Though not a new phenomenon, QS achieved cult status simply because it harnessed the ability to gather actionable data through tech tools and use the findings as a mirror for self-knowledge. Adherents of the movement combine various dimensions of everyday experience and subject them to the critical scrutiny of scientific methodologies.
The data so generated, could also act as a self-regulator of human behavior, nudging us to more positive health outcomes by allowing us to pause, take note of inefficiencies and work on them. Our success or failure is quantified by the target we set, and tracking our effort to achieve it.
The Quantified Self not only removed the sheen of esotericism from our understanding of our own mental and physical health, but also transformed self-search into a gregarious activity, where groups of people around the world with similar interests gathered in community meetings to discuss outcomes of their personal tracking projects and health experiments.
Today, there are community trials on using potassium for weight loss, identifying which type of grass aggravates one’s allergies and even whimsical ones, such as finding out what happens when one runs marathons on zero calories, or using data on running to dictate fashion choices.
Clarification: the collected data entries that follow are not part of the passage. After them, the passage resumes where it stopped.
multiversx_sc::imports!();

use crate::types::{Ballot, VoterGroup};

#[multiversx_sc::module]
pub trait EventsModule {
    // ── Ledger ──

    #[event("deposit")]
    fn deposit_event(&self, #[indexed] account: &ManagedAddress, amount: &BigUint);

    #[event("withdraw")]
    fn withdraw_event(&self, #[indexed] account: &ManagedAddress, amount: &BigUint);

    #[event("transfer")]
    fn transfer_event(
        &self,
        #[indexed] from: &ManagedAddress,
        #[indexed] to: &ManagedAddress,
        amount: &BigUint,
    );

    #[event("accountFrozen")]
    fn account_frozen_event(
        &self,
        #[indexed] account: &ManagedAddress,
        #[indexed] epoch: u64,
        frozen_balance: &BigUint,
    );

    #[event("accountUnfrozen")]
    fn account_unfrozen_event(
        &self,
        #[indexed] account: &ManagedAddress,
        #[indexed] epoch: u64,
        restored: &BigUint,
    );

    // ── Timelock ──

    #[event("operationProposed")]
    fn operation_proposed_event(
        &self,
        #[indexed] fingerprint: &ManagedByteArray<Self::Api, 32>,
        proposed_at: u64,
    );

    #[event("operationExecuted")]
    fn operation_executed_event(
        &self,
        #[indexed] fingerprint: &ManagedByteArray<Self::Api, 32>,
        executed_at: u64,
    );

    // ── Charities ──

    #[event("charityPending")]
    fn charity_pending_event(&self, #[indexed] charity: &ManagedAddress, proposed_at: u64);

    #[event("charityActivated")]
    fn charity_activated_event(&self, #[indexed] charity: &ManagedAddress, activated_at: u64);

    // ── Governance ──

    #[event("voterRegistered")]
    fn voter_registered_event(&self, #[indexed] voter: &ManagedAddress, group: VoterGroup);

    #[event("issueOpened")]
    fn issue_opened_event(
        &self,
        #[indexed] fingerprint: &ManagedByteArray<Self::Api, 32>,
        deadline: u64,
    );

    #[event("ballotCast")]
    fn ballot_cast_event(
        &self,
        #[indexed] fingerprint: &ManagedByteArray<Self::Api, 32>,
        #[indexed] voter: &ManagedAddress,
        ballot: Ballot,
    );

    // ── Awards ──

    #[event("awardFinalized")]
    fn award_finalized_event(
        &self,
        #[indexed] award_time: u64,
        #[indexed] fingerprint: &ManagedByteArray<Self::Api, 32>,
        total_value: &BigUint,
    );

    #[event("awardClaimed")]
    fn award_claimed_event(
        &self,
        #[indexed] award_time: u64,
        #[indexed] charity: &ManagedAddress,
        distance: &BigUint,
    );

    #[event("awardCashed")]
    fn award_cashed_event(
        &self,
        #[indexed] award_time: u64,
        #[indexed] charity: &ManagedAddress,
        amount: &BigUint,
    );

    // ── Master ──

    #[event("haltChanged")]
    fn halt_changed_event(&self, #[indexed] master: &ManagedAddress, halted: bool);
}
Gary Wolf made this connection between wellness and tech-enabled self-acuity in his TEDTalk in 2010, when he first made the QS movement mainstream. “The self is our operation center, our moral compass, our consciousness. If we have to act more effectively in the world, we have to get to know ourselves better”, he had said.
What Wolf spoke about reflects thousands of years of philosophical pondering on self-knowledge. If one were to compress these observations in a simplistic, single line summation, it would probably read something like this – the primordial urge to know oneself is the deliberate act of building progressive awareness of the body, the known and unknown mental states.
Orchestrating harmony between these aspects, both in solitude and in the company of others, can be understood as an attempt to inch toward the desired equilibrium of ‘being healthy’. Even the World Health Organisation recognises health as the state of “complete physical, mental and social well being”. Without a modicum of self awareness, therefore, being healthy is little more than a pipe dream.
The question of what constitutes the self, has always plagued the thinkers of every era. What has changed now, as compared to even a decade ago is the language, the medium and the agency through which we perform this intimate act of self discovery.
The metaphysical, the psychological and clinical looking glasses have given way to the technological lens – the wearable devices strapped on or injected within are constantly gathering information about our bodies and minds (It is rather serendipitous that the first ever medical wearable to be invented was a pair of eyeglasses in the 13th century).
Big Bang Theory’s Sheldon Cooper had no qualms about turning his indefatigable scientific curiosity inward, not even sparing his bodily functions from empirical scrutiny. He was flummoxed that his peers found his fascination abominable at worst, tiresome at best. With wearable tech, perhaps we can all channel our inner Sheldon, if not his erudition, at least his passion for science, to endlessly learning new things about ourselves.